YOUR ASSIGNMENT –
Take the entries below and return them unchanged.

Recorded data –

----

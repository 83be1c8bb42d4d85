//! X-Plane UDP data-output decoding.
//!
//! The simulator's "Data Output" feature sends datagrams starting with
//! `DATA` plus one index byte, followed by 36-byte rows: a little-endian
//! `i32` row index and eight `f32` values. Only the rows the FMS needs
//! are decoded; everything else is skipped.

use skyfms::TelemetrySample;

/// Datagram magic for data-output packets.
const PACKET_MAGIC: &[u8] = b"DATA";

/// Header length: magic plus the internal-use byte.
const HEADER_LEN: usize = 5;

/// One row: `i32` index + 8 `f32` values.
const ROW_LEN: usize = 36;

/// Row carrying indicated/true/ground speeds.
const ROW_SPEEDS: i32 = 3;

/// Row carrying latitude, longitude and MSL altitude.
const ROW_POSITION: i32 = 20;

/// Row carrying per-engine fuel flow.
const ROW_FUEL_FLOW: i32 = 45;

/// Row carrying fuel and gross weights.
const ROW_WEIGHTS: i32 = 63;

const KG_PER_LB: f64 = 0.453592;

/// Scale from the simulator's fuel-flow units to kg/hr.
const FUEL_FLOW_TO_KG_HR: f64 = 3.02;

/// Latest decoded aircraft state, accumulated across datagrams.
///
/// The simulator spreads the fields over several rows that may arrive in
/// separate packets, so the decoder keeps the last value of each and
/// stamps a fresh sample on demand.
#[derive(Debug, Default, Clone, Copy)]
pub struct FeedState {
    latitude: f64,
    longitude: f64,
    altitude_ft: f64,
    ground_speed_kt: f64,
    fuel_kg: f64,
    fuel_flow_kg_hr: f64,
}

impl FeedState {
    /// Fold one datagram into the accumulated state.
    ///
    /// Returns whether the packet was a well-formed data-output packet;
    /// unrelated traffic on the port is ignored.
    pub fn ingest(&mut self, packet: &[u8]) -> bool {
        if packet.len() < HEADER_LEN || &packet[..PACKET_MAGIC.len()] != PACKET_MAGIC {
            return false;
        }

        let body = &packet[HEADER_LEN..];
        for row in body.chunks_exact(ROW_LEN) {
            let index = i32::from_le_bytes([row[0], row[1], row[2], row[3]]);
            let value = |i: usize| -> f64 {
                let off = 4 + i * 4;
                f32::from_le_bytes([row[off], row[off + 1], row[off + 2], row[off + 3]]) as f64
            };

            match index {
                ROW_SPEEDS => self.ground_speed_kt = value(3),
                ROW_POSITION => {
                    self.latitude = value(0);
                    self.longitude = value(1);
                    self.altitude_ft = value(5);
                }
                ROW_FUEL_FLOW => {
                    self.fuel_flow_kg_hr =
                        (value(0) + value(1) + value(2)) * FUEL_FLOW_TO_KG_HR;
                }
                ROW_WEIGHTS => self.fuel_kg = value(2) * KG_PER_LB,
                _ => {}
            }
        }
        true
    }

    /// Stamp the accumulated state as a telemetry sample.
    pub fn sample(&self) -> TelemetrySample {
        TelemetrySample::new(
            self.latitude,
            self.longitude,
            self.altitude_ft,
            self.ground_speed_kt,
            self.fuel_kg,
            self.fuel_flow_kg_hr,
        )
    }
}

----

RESPONSE TO THIS TASK –
repository 83be1c8bb42d4d85
//! X-Plane UDP data-output decoding.
//!
//! The simulator's "Data Output" feature sends datagrams starting with
//! `DATA` plus one index byte, followed by 36-byte rows: a little-endian
//! `i32` row index and eight `f32` values. Only the rows the FMS needs
//! are decoded; everything else is skipped.

use skyfms::TelemetrySample;

/// Datagram magic for data-output packets.
const PACKET_MAGIC: &[u8] = b"DATA";

/// Header length: magic plus the internal-use byte.
const HEADER_LEN: usize = 5;

/// One row: `i32` index + 8 `f32` values.
const ROW_LEN: usize = 36;

/// Row carrying indicated/true/ground speeds.
const ROW_SPEEDS: i32 = 3;

/// Row carrying latitude, longitude and MSL altitude.
const ROW_POSITION: i32 = 20;

/// Row carrying per-engine fuel flow.
const ROW_FUEL_FLOW: i32 = 45;

/// Row carrying fuel and gross weights.
const ROW_WEIGHTS: i32 = 63;

const KG_PER_LB: f64 = 0.453592;

/// Scale from the simulator's fuel-flow units to kg/hr.
const FUEL_FLOW_TO_KG_HR: f64 = 3.02;

/// Latest decoded aircraft state, accumulated across datagrams.
///
/// The simulator spreads the fields over several rows that may arrive in
/// separate packets, so the decoder keeps the last value of each and
/// stamps a fresh sample on demand.
#[derive(Debug, Default, Clone, Copy)]
pub struct FeedState {
    latitude: f64,
    longitude: f64,
    altitude_ft: f64,
    ground_speed_kt: f64,
    fuel_kg: f64,
    fuel_flow_kg_hr: f64,
}

impl FeedState {
    /// Fold one datagram into the accumulated state.
    ///
    /// Returns whether the packet was a well-formed data-output packet;
    /// unrelated traffic on the port is ignored.
    pub fn ingest(&mut self, packet: &[u8]) -> bool {
        if packet.len() < HEADER_LEN || &packet[..PACKET_MAGIC.len()] != PACKET_MAGIC {
            return false;
        }

        let body = &packet[HEADER_LEN..];
        for row in body.chunks_exact(ROW_LEN) {
            let index = i32::from_le_bytes([row[0], row[1], row[2], row[3]]);
            let value = |i: usize| -> f64 {
                let off = 4 + i * 4;
                f32::from_le_bytes([row[off], row[off + 1], row[off + 2], row[off + 3]]) as f64
            };

            match index {
                ROW_SPEEDS => self.ground_speed_kt = value(3),
                ROW_POSITION => {
                    self.latitude = value(0);
                    self.longitude = value(1);
                    self.altitude_ft = value(5);
                }
                ROW_FUEL_FLOW => {
                    self.fuel_flow_kg_hr =
                        (value(0) + value(1) + value(2)) * FUEL_FLOW_TO_KG_HR;
                }
                ROW_WEIGHTS => self.fuel_kg = value(2) * KG_PER_LB,
                _ => {}
            }
        }
        true
    }

    /// Stamp the accumulated state as a telemetry sample.
    pub fn sample(&self) -> TelemetrySample {
        TelemetrySample::new(
            self.latitude,
            self.longitude,
            self.altitude_ft,
            self.ground_speed_kt,
            self.fuel_kg,
            self.fuel_flow_kg_hr,
        )
    }
}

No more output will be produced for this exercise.